[Stored data entries]
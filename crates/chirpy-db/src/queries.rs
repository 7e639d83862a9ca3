use chrono::{DateTime, Utc};
use tracing::debug;

use crate::models::{ChirpRow, DbStructure, UserRow};
use crate::{Database, DbError, Result};

impl Database {
    // -- Chirps --

    pub fn create_chirp(&self, body: &str, author_id: u64) -> Result<ChirpRow> {
        self.with_write(|db| {
            let id = db.allocate_chirp_id();
            let chirp = ChirpRow {
                id,
                author_id,
                body: body.to_string(),
            };
            db.chirps.insert(id, chirp.clone());
            Ok(chirp)
        })
    }

    /// All chirps. Callers own ordering and filtering.
    pub fn list_chirps(&self) -> Result<Vec<ChirpRow>> {
        self.with_read(|db| Ok(db.chirps.values().cloned().collect()))
    }

    pub fn get_chirp(&self, id: u64) -> Result<ChirpRow> {
        self.with_read(|db| {
            db.chirps
                .get(&id)
                .cloned()
                .ok_or_else(|| DbError::NotFound(format!("chirp {}", id)))
        })
    }

    /// Deleting an absent chirp is not an error. Returns whether a record was removed.
    pub fn delete_chirp(&self, id: u64) -> Result<bool> {
        let removed = self.with_write(|db| Ok(db.chirps.remove(&id).is_some()))?;
        if !removed {
            debug!("Delete of absent chirp {} ignored", id);
        }
        Ok(removed)
    }

    // -- Users --

    pub fn create_user(&self, email: &str, password_hash: &str) -> Result<UserRow> {
        self.with_write(|db| {
            if db.find_user_by_email(email).is_some() {
                return Err(DbError::Conflict(format!("email {} already registered", email)));
            }

            let id = db.allocate_user_id();
            let user = UserRow {
                id,
                email: email.to_string(),
                password_hash: password_hash.to_string(),
                is_chirpy_red: false,
            };
            db.users.insert(id, user.clone());
            Ok(user)
        })
    }

    pub fn get_user(&self, id: u64) -> Result<UserRow> {
        self.with_read(|db| {
            db.users
                .get(&id)
                .cloned()
                .ok_or_else(|| DbError::NotFound(format!("user {}", id)))
        })
    }

    pub fn get_user_by_email(&self, email: &str) -> Result<UserRow> {
        self.with_read(|db| {
            db.find_user_by_email(email)
                .cloned()
                .ok_or_else(|| DbError::NotFound(format!("user with email {}", email)))
        })
    }

    /// Replace a user's email and password hash. The premium flag is kept.
    pub fn update_user(&self, id: u64, email: &str, password_hash: &str) -> Result<UserRow> {
        self.with_write(|db| {
            if let Some(other) = db.find_user_by_email(email) {
                if other.id != id {
                    return Err(DbError::Conflict(format!("email {} already registered", email)));
                }
            }

            let user = db
                .users
                .get_mut(&id)
                .ok_or_else(|| DbError::NotFound(format!("user {}", id)))?;
            user.email = email.to_string();
            user.password_hash = password_hash.to_string();
            Ok(user.clone())
        })
    }

    pub fn upgrade_user(&self, id: u64) -> Result<()> {
        self.with_write(|db| {
            let user = db
                .users
                .get_mut(&id)
                .ok_or_else(|| DbError::NotFound(format!("user {}", id)))?;
            user.is_chirpy_red = true;
            Ok(())
        })
    }

    // -- Revocations --

    pub fn is_token_revoked(&self, token: &str) -> Result<bool> {
        self.with_read(|db| Ok(db.revocations.contains_key(token)))
    }

    /// Record `token` as revoked at `at`. Revoking twice overwrites the timestamp.
    pub fn revoke_token(&self, token: &str, at: DateTime<Utc>) -> Result<()> {
        self.with_write(|db| {
            db.revocations.insert(token.to_string(), at);
            Ok(())
        })
    }

    /// Drop every revocation record `is_stale` selects. The store cannot
    /// read token contents, so the caller decides which records are dead.
    /// Returns how many were removed.
    pub fn prune_revocations<F>(&self, is_stale: F) -> Result<usize>
    where
        F: Fn(&str, &DateTime<Utc>) -> bool,
    {
        self.with_write(|db| {
            let len = db.revocations.len();
            db.revocations
                .retain(|token, revoked_at| !is_stale(token, revoked_at));
            Ok(len - db.revocations.len())
        })
    }

    // -- Whole aggregate --

    pub fn snapshot(&self) -> Result<DbStructure> {
        self.with_read(|db| Ok(db.clone()))
    }
}

#[cfg(test)]
mod tests {
    use std::collections::HashSet;
    use std::sync::Arc;

    use chrono::Duration;
    use tempfile::TempDir;

    use super::*;

    fn open_temp() -> (TempDir, Database) {
        let dir = TempDir::new().unwrap();
        let db = Database::open(&dir.path().join("database.json")).unwrap();
        (dir, db)
    }

    #[test]
    fn created_chirp_is_returned_by_id() {
        let (_dir, db) = open_temp();

        let chirp = db.create_chirp("hello world", 1).unwrap();
        assert_eq!(chirp.id, 1);
        assert_eq!(chirp.author_id, 1);

        assert_eq!(db.get_chirp(chirp.id).unwrap(), chirp);
        assert!(matches!(db.get_chirp(42), Err(DbError::NotFound(_))));
    }

    #[test]
    fn list_returns_every_chirp() {
        let (_dir, db) = open_temp();
        db.create_chirp("Test1", 1).unwrap();
        db.create_chirp("Test2", 2).unwrap();

        let chirps = db.list_chirps().unwrap();
        assert_eq!(chirps.len(), 2);
    }

    #[test]
    fn delete_is_idempotent() {
        let (_dir, db) = open_temp();
        let chirp = db.create_chirp("bye", 1).unwrap();

        assert!(db.delete_chirp(chirp.id).unwrap());
        assert!(!db.delete_chirp(chirp.id).unwrap());
        assert!(matches!(db.get_chirp(chirp.id), Err(DbError::NotFound(_))));
    }

    #[test]
    fn ids_are_not_reused_after_delete() {
        let (_dir, db) = open_temp();
        db.create_chirp("one", 1).unwrap();
        let second = db.create_chirp("two", 1).unwrap();
        db.delete_chirp(second.id).unwrap();

        let third = db.create_chirp("three", 1).unwrap();
        assert_eq!(third.id, 3);
    }

    #[test]
    fn duplicate_email_conflicts() {
        let (_dir, db) = open_temp();
        let user = db.create_user("a@b.com", "hash").unwrap();
        assert_eq!(user.id, 1);
        assert!(!user.is_chirpy_red);

        let result = db.create_user("a@b.com", "hash2");
        assert!(matches!(result, Err(DbError::Conflict(_))));
        assert_eq!(db.create_user("c@d.com", "hash").unwrap().id, 2);
    }

    #[test]
    fn user_lookup_by_email() {
        let (_dir, db) = open_temp();
        db.create_user("a@b.com", "hash").unwrap();

        assert_eq!(db.get_user_by_email("a@b.com").unwrap().id, 1);
        assert!(matches!(
            db.get_user_by_email("nobody@b.com"),
            Err(DbError::NotFound(_))
        ));
    }

    #[test]
    fn update_user_replaces_credentials() {
        let (_dir, db) = open_temp();
        let user = db.create_user("a@b.com", "old").unwrap();
        db.upgrade_user(user.id).unwrap();

        let updated = db.update_user(user.id, "new@b.com", "new").unwrap();
        assert_eq!(updated.email, "new@b.com");
        assert_eq!(updated.password_hash, "new");
        assert!(updated.is_chirpy_red);
        assert!(db.get_user_by_email("a@b.com").is_err());
    }

    #[test]
    fn update_user_rejects_taken_email_and_unknown_id() {
        let (_dir, db) = open_temp();
        db.create_user("a@b.com", "hash").unwrap();
        let other = db.create_user("c@d.com", "hash").unwrap();

        assert!(matches!(
            db.update_user(other.id, "a@b.com", "hash"),
            Err(DbError::Conflict(_))
        ));
        // Keeping your own email is fine.
        assert!(db.update_user(other.id, "c@d.com", "hash2").is_ok());
        assert!(matches!(
            db.update_user(99, "x@y.com", "hash"),
            Err(DbError::NotFound(_))
        ));
    }

    #[test]
    fn upgrade_sets_premium_flag() {
        let (_dir, db) = open_temp();
        let user = db.create_user("a@b.com", "hash").unwrap();

        db.upgrade_user(user.id).unwrap();
        assert!(db.get_user(user.id).unwrap().is_chirpy_red);
        assert!(matches!(db.upgrade_user(7), Err(DbError::NotFound(_))));
    }

    #[test]
    fn revocation_round_trip() {
        let (_dir, db) = open_temp();
        let now = Utc::now();

        assert!(!db.is_token_revoked("tok").unwrap());
        db.revoke_token("tok", now).unwrap();
        db.revoke_token("tok", now).unwrap();
        assert!(db.is_token_revoked("tok").unwrap());
        assert_eq!(db.snapshot().unwrap().revocations.len(), 1);
    }

    #[test]
    fn prune_drops_only_selected_revocations() {
        let (_dir, db) = open_temp();
        let now = Utc::now();
        db.revoke_token("dead", now - Duration::days(90)).unwrap();
        db.revoke_token("live", now - Duration::days(90)).unwrap();

        let pruned = db.prune_revocations(|token, _| token == "dead").unwrap();
        assert_eq!(pruned, 1);
        assert!(!db.is_token_revoked("dead").unwrap());
        assert!(db.is_token_revoked("live").unwrap());

        assert_eq!(db.prune_revocations(|_, _| false).unwrap(), 0);
    }

    #[test]
    fn aggregate_survives_reload() {
        let dir = TempDir::new().unwrap();
        let path = dir.path().join("database.json");
        let db = Database::open(&path).unwrap();

        let user = db.create_user("a@b.com", "hash").unwrap();
        db.create_chirp("persisted", user.id).unwrap();
        db.revoke_token("tok", Utc::now()).unwrap();
        let before = db.snapshot().unwrap();
        drop(db);

        let reopened = Database::open(&path).unwrap();
        assert_eq!(reopened.snapshot().unwrap(), before);
    }

    #[test]
    fn concurrent_creates_lose_nothing() {
        let (_dir, db) = open_temp();
        let db = Arc::new(db);
        const WRITERS: usize = 16;

        let handles: Vec<_> = (0..WRITERS)
            .map(|i| {
                let db = Arc::clone(&db);
                std::thread::spawn(move || db.create_chirp(&format!("chirp {i}"), i as u64).unwrap())
            })
            .collect();

        let ids: HashSet<u64> = handles.into_iter().map(|h| h.join().unwrap().id).collect();
        assert_eq!(ids.len(), WRITERS);
        assert_eq!(db.list_chirps().unwrap().len(), WRITERS);
    }
}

REQUIRED ACTION
Each line above where the word "join" occurs should be copied out.

RESPONSE BOX
        let db = Database::open(&dir.path().join("database.json")).unwrap();
        let path = dir.path().join("database.json");
        let ids: HashSet<u64> = handles.into_iter().map(|h| h.join().unwrap().id).collect();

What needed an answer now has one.